| What is expected |
Your answer must be the records below, printed exactly.

(Saved data entries)
○ ○ ○ ○

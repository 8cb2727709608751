//! In-memory property source.

use std::collections::HashMap;

use async_trait::async_trait;

use estate_model::{PaginatedResult, Property, PropertyFilters};

use crate::error::{ClientError, Result};
use crate::source::PropertySource;

/// Property source backed by a fixed list.
///
/// Filters the same way the service does: case-insensitive substring match on
/// name or address, inclusive price bounds, then 1-based paging.
#[derive(Debug, Clone, Default)]
pub struct InMemorySource {
    properties: Vec<Property>,
    images: HashMap<String, Vec<u8>>,
}

impl InMemorySource {
    /// Create a source over the given properties.
    pub fn new(properties: Vec<Property>) -> Self {
        Self {
            properties,
            images: HashMap::new(),
        }
    }

    /// Register image bytes served for `url`.
    #[must_use]
    pub fn with_image(mut self, url: impl Into<String>, bytes: Vec<u8>) -> Self {
        self.images.insert(url.into(), bytes);
        self
    }

    /// All properties in this source.
    pub fn properties(&self) -> &[Property] {
        &self.properties
    }

    fn matches(property: &Property, filters: &PropertyFilters) -> bool {
        let text_ok = match filters.query.as_deref().map(str::trim) {
            Some(q) if !q.is_empty() => {
                let q = q.to_lowercase();
                property.name.to_lowercase().contains(&q)
                    || property.address.to_lowercase().contains(&q)
            }
            _ => true,
        };
        let min_ok = filters.min_price.is_none_or(|min| property.price >= min);
        let max_ok = filters.max_price.is_none_or(|max| property.price <= max);
        text_ok && min_ok && max_ok
    }
}

#[async_trait]
impl PropertySource for InMemorySource {
    async fn list_properties(&self, filters: &PropertyFilters) -> Result<PaginatedResult> {
        let matching: Vec<&Property> = self
            .properties
            .iter()
            .filter(|p| Self::matches(p, filters))
            .collect();

        let page = filters.page.max(1);
        let page_size = filters.page_size.max(1);
        let total_count = matching.len() as u64;
        let total_pages = u32::try_from(total_count.div_ceil(u64::from(page_size))).unwrap_or(u32::MAX);

        let start = (page as usize - 1).saturating_mul(page_size as usize);
        let items = matching
            .into_iter()
            .skip(start)
            .take(page_size as usize)
            .cloned()
            .collect();

        Ok(PaginatedResult {
            items,
            total_count,
            page,
            page_size,
            total_pages,
            has_next_page: page < total_pages,
            has_previous_page: page > 1,
        })
    }

    async fn property(&self, id: &str) -> Result<Property> {
        self.properties
            .iter()
            .find(|p| p.id == id)
            .cloned()
            .ok_or_else(|| ClientError::NotFound { id: id.to_string() })
    }

    async fn image(&self, url: &str) -> Result<Vec<u8>> {
        self.images.get(url).cloned().ok_or_else(|| ClientError::Http {
            status: 404,
            message: format!("no image at {url}"),
        })
    }
}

○ ○ ○ ○

| Output of the task |
repository 8cb2727709608751
//! In-memory property source.

use std::collections::HashMap;

use async_trait::async_trait;

use estate_model::{PaginatedResult, Property, PropertyFilters};

use crate::error::{ClientError, Result};
use crate::source::PropertySource;

/// Property source backed by a fixed list.
///
/// Filters the same way the service does: case-insensitive substring match on
/// name or address, inclusive price bounds, then 1-based paging.
#[derive(Debug, Clone, Default)]
pub struct InMemorySource {
    properties: Vec<Property>,
    images: HashMap<String, Vec<u8>>,
}

impl InMemorySource {
    /// Create a source over the given properties.
    pub fn new(properties: Vec<Property>) -> Self {
        Self {
            properties,
            images: HashMap::new(),
        }
    }

    /// Register image bytes served for `url`.
    #[must_use]
    pub fn with_image(mut self, url: impl Into<String>, bytes: Vec<u8>) -> Self {
        self.images.insert(url.into(), bytes);
        self
    }

    /// All properties in this source.
    pub fn properties(&self) -> &[Property] {
        &self.properties
    }

    fn matches(property: &Property, filters: &PropertyFilters) -> bool {
        let text_ok = match filters.query.as_deref().map(str::trim) {
            Some(q) if !q.is_empty() => {
                let q = q.to_lowercase();
                property.name.to_lowercase().contains(&q)
                    || property.address.to_lowercase().contains(&q)
            }
            _ => true,
        };
        let min_ok = filters.min_price.is_none_or(|min| property.price >= min);
        let max_ok = filters.max_price.is_none_or(|max| property.price <= max);
        text_ok && min_ok && max_ok
    }
}

#[async_trait]
impl PropertySource for InMemorySource {
    async fn list_properties(&self, filters: &PropertyFilters) -> Result<PaginatedResult> {
        let matching: Vec<&Property> = self
            .properties
            .iter()
            .filter(|p| Self::matches(p, filters))
            .collect();

        let page = filters.page.max(1);
        let page_size = filters.page_size.max(1);
        let total_count = matching.len() as u64;
        let total_pages = u32::try_from(total_count.div_ceil(u64::from(page_size))).unwrap_or(u32::MAX);

        let start = (page as usize - 1).saturating_mul(page_size as usize);
        let items = matching
            .into_iter()
            .skip(start)
            .take(page_size as usize)
            .cloned()
            .collect();

        Ok(PaginatedResult {
            items,
            total_count,
            page,
            page_size,
            total_pages,
            has_next_page: page < total_pages,
            has_previous_page: page > 1,
        })
    }

    async fn property(&self, id: &str) -> Result<Property> {
        self.properties
            .iter()
            .find(|p| p.id == id)
            .cloned()
            .ok_or_else(|| ClientError::NotFound { id: id.to_string() })
    }

    async fn image(&self, url: &str) -> Result<Vec<u8>> {
        self.images.get(url).cloned().ok_or_else(|| ClientError::Http {
            status: 404,
            message: format!("no image at {url}"),
        })
    }
}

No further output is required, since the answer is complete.